The problem
Every line of the data should be output word for word.

:: Available data ::

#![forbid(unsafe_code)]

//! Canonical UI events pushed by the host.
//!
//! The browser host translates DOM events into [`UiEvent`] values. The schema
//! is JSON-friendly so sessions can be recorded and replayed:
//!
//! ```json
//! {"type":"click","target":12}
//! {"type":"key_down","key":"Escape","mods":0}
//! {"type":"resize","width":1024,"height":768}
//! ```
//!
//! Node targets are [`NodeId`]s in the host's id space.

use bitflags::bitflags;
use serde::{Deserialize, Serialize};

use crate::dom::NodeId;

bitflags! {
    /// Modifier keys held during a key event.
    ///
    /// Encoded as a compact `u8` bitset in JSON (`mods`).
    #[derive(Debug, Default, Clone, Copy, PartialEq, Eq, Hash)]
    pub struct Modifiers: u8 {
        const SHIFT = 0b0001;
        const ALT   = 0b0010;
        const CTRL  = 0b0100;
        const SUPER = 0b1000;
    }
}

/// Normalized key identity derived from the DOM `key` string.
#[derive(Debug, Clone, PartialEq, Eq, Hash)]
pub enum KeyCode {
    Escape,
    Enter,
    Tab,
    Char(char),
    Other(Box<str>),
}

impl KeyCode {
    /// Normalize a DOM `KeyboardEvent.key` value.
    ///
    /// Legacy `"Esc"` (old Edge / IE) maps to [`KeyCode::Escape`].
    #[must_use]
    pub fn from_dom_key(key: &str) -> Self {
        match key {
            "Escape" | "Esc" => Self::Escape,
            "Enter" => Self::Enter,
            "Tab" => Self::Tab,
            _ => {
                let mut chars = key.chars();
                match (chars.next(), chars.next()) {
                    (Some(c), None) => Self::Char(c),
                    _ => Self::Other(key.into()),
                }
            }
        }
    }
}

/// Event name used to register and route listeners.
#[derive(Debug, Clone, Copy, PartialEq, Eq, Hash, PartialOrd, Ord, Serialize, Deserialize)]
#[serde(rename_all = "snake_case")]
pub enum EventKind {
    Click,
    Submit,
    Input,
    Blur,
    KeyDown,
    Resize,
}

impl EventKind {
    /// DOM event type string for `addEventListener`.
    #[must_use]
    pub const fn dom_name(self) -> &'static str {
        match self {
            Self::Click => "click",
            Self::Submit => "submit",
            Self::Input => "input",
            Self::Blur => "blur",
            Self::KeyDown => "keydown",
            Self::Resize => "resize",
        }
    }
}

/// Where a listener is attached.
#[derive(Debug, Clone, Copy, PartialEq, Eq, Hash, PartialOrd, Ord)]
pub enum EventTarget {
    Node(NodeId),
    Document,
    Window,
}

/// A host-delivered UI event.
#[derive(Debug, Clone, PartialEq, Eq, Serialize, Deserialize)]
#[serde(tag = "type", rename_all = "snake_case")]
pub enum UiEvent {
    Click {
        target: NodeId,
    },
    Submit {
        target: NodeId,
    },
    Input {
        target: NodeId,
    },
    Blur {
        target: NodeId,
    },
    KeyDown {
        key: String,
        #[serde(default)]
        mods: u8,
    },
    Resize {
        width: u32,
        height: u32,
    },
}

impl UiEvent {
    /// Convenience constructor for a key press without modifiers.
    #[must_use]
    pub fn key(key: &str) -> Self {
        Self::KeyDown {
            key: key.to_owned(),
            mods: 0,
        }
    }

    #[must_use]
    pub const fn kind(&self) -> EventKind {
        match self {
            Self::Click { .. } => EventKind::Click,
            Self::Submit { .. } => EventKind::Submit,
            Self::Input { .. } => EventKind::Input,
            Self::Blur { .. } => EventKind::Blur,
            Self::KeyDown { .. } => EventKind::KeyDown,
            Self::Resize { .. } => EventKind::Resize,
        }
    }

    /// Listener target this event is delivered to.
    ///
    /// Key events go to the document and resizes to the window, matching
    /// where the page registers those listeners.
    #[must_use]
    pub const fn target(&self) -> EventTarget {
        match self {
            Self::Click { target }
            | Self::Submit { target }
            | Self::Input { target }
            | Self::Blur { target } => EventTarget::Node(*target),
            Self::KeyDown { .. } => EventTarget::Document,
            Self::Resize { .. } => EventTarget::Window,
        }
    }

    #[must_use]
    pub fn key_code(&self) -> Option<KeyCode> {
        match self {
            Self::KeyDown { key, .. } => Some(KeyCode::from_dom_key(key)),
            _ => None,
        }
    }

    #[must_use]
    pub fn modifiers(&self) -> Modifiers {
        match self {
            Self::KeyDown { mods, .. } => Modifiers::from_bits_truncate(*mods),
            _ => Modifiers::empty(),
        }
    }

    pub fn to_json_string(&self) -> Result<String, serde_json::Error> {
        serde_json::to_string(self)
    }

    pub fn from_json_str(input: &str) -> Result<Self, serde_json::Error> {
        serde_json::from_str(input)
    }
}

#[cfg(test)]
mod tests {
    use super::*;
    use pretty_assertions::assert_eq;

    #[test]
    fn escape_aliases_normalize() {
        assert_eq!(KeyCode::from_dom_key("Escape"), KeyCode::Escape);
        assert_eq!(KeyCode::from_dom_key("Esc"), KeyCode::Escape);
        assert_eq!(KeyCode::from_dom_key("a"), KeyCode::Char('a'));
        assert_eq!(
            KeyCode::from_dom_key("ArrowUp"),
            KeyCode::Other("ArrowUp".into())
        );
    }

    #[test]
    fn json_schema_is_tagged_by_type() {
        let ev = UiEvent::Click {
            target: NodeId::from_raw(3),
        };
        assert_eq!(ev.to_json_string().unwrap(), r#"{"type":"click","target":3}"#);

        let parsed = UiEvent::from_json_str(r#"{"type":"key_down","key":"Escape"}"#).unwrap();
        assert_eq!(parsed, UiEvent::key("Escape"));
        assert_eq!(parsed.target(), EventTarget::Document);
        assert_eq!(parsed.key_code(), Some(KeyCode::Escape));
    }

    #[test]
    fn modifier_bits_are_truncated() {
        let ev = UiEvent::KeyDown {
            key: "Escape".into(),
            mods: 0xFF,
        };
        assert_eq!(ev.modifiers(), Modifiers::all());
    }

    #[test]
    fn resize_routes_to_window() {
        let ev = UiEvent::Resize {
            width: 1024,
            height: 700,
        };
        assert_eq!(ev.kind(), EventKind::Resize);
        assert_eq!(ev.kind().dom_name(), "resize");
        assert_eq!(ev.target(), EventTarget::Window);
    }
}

:::

Answer to this task
#![forbid(unsafe_code)]

//! Canonical UI events pushed by the host.
//!
//! The browser host translates DOM events into [`UiEvent`] values. The schema
//! is JSON-friendly so sessions can be recorded and replayed:
//!
//! ```json
//! {"type":"click","target":12}
//! {"type":"key_down","key":"Escape","mods":0}
//! {"type":"resize","width":1024,"height":768}
//! ```
//!
//! Node targets are [`NodeId`]s in the host's id space.

use bitflags::bitflags;
use serde::{Deserialize, Serialize};

use crate::dom::NodeId;

bitflags! {
    /// Modifier keys held during a key event.
    ///
    /// Encoded as a compact `u8` bitset in JSON (`mods`).
    #[derive(Debug, Default, Clone, Copy, PartialEq, Eq, Hash)]
    pub struct Modifiers: u8 {
        const SHIFT = 0b0001;
        const ALT   = 0b0010;
        const CTRL  = 0b0100;
        const SUPER = 0b1000;
    }
}

/// Normalized key identity derived from the DOM `key` string.
#[derive(Debug, Clone, PartialEq, Eq, Hash)]
pub enum KeyCode {
    Escape,
    Enter,
    Tab,
    Char(char),
    Other(Box<str>),
}

impl KeyCode {
    /// Normalize a DOM `KeyboardEvent.key` value.
    ///
    /// Legacy `"Esc"` (old Edge / IE) maps to [`KeyCode::Escape`].
    #[must_use]
    pub fn from_dom_key(key: &str) -> Self {
        match key {
            "Escape" | "Esc" => Self::Escape,
            "Enter" => Self::Enter,
            "Tab" => Self::Tab,
            _ => {
                let mut chars = key.chars();
                match (chars.next(), chars.next()) {
                    (Some(c), None) => Self::Char(c),
                    _ => Self::Other(key.into()),
                }
            }
        }
    }
}

/// Event name used to register and route listeners.
#[derive(Debug, Clone, Copy, PartialEq, Eq, Hash, PartialOrd, Ord, Serialize, Deserialize)]
#[serde(rename_all = "snake_case")]
pub enum EventKind {
    Click,
    Submit,
    Input,
    Blur,
    KeyDown,
    Resize,
}

impl EventKind {
    /// DOM event type string for `addEventListener`.
    #[must_use]
    pub const fn dom_name(self) -> &'static str {
        match self {
            Self::Click => "click",
            Self::Submit => "submit",
            Self::Input => "input",
            Self::Blur => "blur",
            Self::KeyDown => "keydown",
            Self::Resize => "resize",
        }
    }
}

/// Where a listener is attached.
#[derive(Debug, Clone, Copy, PartialEq, Eq, Hash, PartialOrd, Ord)]
pub enum EventTarget {
    Node(NodeId),
    Document,
    Window,
}

/// A host-delivered UI event.
#[derive(Debug, Clone, PartialEq, Eq, Serialize, Deserialize)]
#[serde(tag = "type", rename_all = "snake_case")]
pub enum UiEvent {
    Click {
        target: NodeId,
    },
    Submit {
        target: NodeId,
    },
    Input {
        target: NodeId,
    },
    Blur {
        target: NodeId,
    },
    KeyDown {
        key: String,
        #[serde(default)]
        mods: u8,
    },
    Resize {
        width: u32,
        height: u32,
    },
}

impl UiEvent {
    /// Convenience constructor for a key press without modifiers.
    #[must_use]
    pub fn key(key: &str) -> Self {
        Self::KeyDown {
            key: key.to_owned(),
            mods: 0,
        }
    }

    #[must_use]
    pub const fn kind(&self) -> EventKind {
        match self {
            Self::Click { .. } => EventKind::Click,
            Self::Submit { .. } => EventKind::Submit,
            Self::Input { .. } => EventKind::Input,
            Self::Blur { .. } => EventKind::Blur,
            Self::KeyDown { .. } => EventKind::KeyDown,
            Self::Resize { .. } => EventKind::Resize,
        }
    }

    /// Listener target this event is delivered to.
    ///
    /// Key events go to the document and resizes to the window, matching
    /// where the page registers those listeners.
    #[must_use]
    pub const fn target(&self) -> EventTarget {
        match self {
            Self::Click { target }
            | Self::Submit { target }
            | Self::Input { target }
            | Self::Blur { target } => EventTarget::Node(*target),
            Self::KeyDown { .. } => EventTarget::Document,
            Self::Resize { .. } => EventTarget::Window,
        }
    }

    #[must_use]
    pub fn key_code(&self) -> Option<KeyCode> {
        match self {
            Self::KeyDown { key, .. } => Some(KeyCode::from_dom_key(key)),
            _ => None,
        }
    }

    #[must_use]
    pub fn modifiers(&self) -> Modifiers {
        match self {
            Self::KeyDown { mods, .. } => Modifiers::from_bits_truncate(*mods),
            _ => Modifiers::empty(),
        }
    }

    pub fn to_json_string(&self) -> Result<String, serde_json::Error> {
        serde_json::to_string(self)
    }

    pub fn from_json_str(input: &str) -> Result<Self, serde_json::Error> {
        serde_json::from_str(input)
    }
}

#[cfg(test)]
mod tests {
    use super::*;
    use pretty_assertions::assert_eq;

    #[test]
    fn escape_aliases_normalize() {
        assert_eq!(KeyCode::from_dom_key("Escape"), KeyCode::Escape);
        assert_eq!(KeyCode::from_dom_key("Esc"), KeyCode::Escape);
        assert_eq!(KeyCode::from_dom_key("a"), KeyCode::Char('a'));
        assert_eq!(
            KeyCode::from_dom_key("ArrowUp"),
            KeyCode::Other("ArrowUp".into())
        );
    }

    #[test]
    fn json_schema_is_tagged_by_type() {
        let ev = UiEvent::Click {
            target: NodeId::from_raw(3),
        };
        assert_eq!(ev.to_json_string().unwrap(), r#"{"type":"click","target":3}"#);

        let parsed = UiEvent::from_json_str(r#"{"type":"key_down","key":"Escape"}"#).unwrap();
        assert_eq!(parsed, UiEvent::key("Escape"));
        assert_eq!(parsed.target(), EventTarget::Document);
        assert_eq!(parsed.key_code(), Some(KeyCode::Escape));
    }

    #[test]
    fn modifier_bits_are_truncated() {
        let ev = UiEvent::KeyDown {
            key: "Escape".into(),
            mods: 0xFF,
        };
        assert_eq!(ev.modifiers(), Modifiers::all());
    }

    #[test]
    fn resize_routes_to_window() {
        let ev = UiEvent::Resize {
            width: 1024,
            height: 700,
        };
        assert_eq!(ev.kind(), EventKind::Resize);
        assert_eq!(ev.kind().dom_name(), "resize");
        assert_eq!(ev.target(), EventTarget::Window);
    }
}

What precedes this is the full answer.